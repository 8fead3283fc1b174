use chrono::{DateTime, Local};
use hilo_core::GameSession;

// AppState holds the session plus the feedback transcript shown in the game area.
#[derive(Debug, Default)]
pub(crate) struct AppState {
    pub(crate) session: GameSession,
    feedback: Vec<FeedbackEntry>,
}

impl AppState {
    #[must_use]
    pub(crate) fn new() -> Self {
        Self::default()
    }

    #[must_use]
    pub(crate) fn feedback(&self) -> &[FeedbackEntry] {
        &self.feedback
    }

    /// Appends a timestamped feedback line and mirrors it to the log.
    pub(crate) fn push_feedback(&mut self, kind: FeedbackKind, text: impl Into<String>) {
        let text = text.into();
        log::info!("feedback: {}", text.replace('\n', " / "));
        self.feedback.push(FeedbackEntry {
            time: Local::now(),
            kind,
            text,
        });
    }

    pub(crate) fn clear_feedback(&mut self) {
        self.feedback.clear();
    }
}

#[derive(Debug, Clone)]
pub(crate) struct FeedbackEntry {
    pub(crate) time: DateTime<Local>,
    pub(crate) kind: FeedbackKind,
    pub(crate) text: String,
}

#[derive(Debug, Clone, Copy, PartialEq, Eq)]
pub(crate) enum FeedbackKind {
    Info,
    Success,
    Error,
}

#[cfg(test)]
mod tests {
    use super::*;

    #[test]
    fn feedback_is_appended_in_order_and_clearable() {
        let mut state = AppState::new();
        state.push_feedback(FeedbackKind::Info, "first");
        state.push_feedback(FeedbackKind::Error, "second");

        let texts: Vec<_> = state.feedback().iter().map(|e| e.text.as_str()).collect();
        assert_eq!(texts, vec!["first", "second"]);
        assert_eq!(state.feedback()[1].kind, FeedbackKind::Error);

        state.clear_feedback();
        assert!(state.feedback().is_empty());
    }
}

________

Looking at the entries, state how many lines hold the string "first", with the number as the sole reply.

▶ [TASK RESPONSE] 2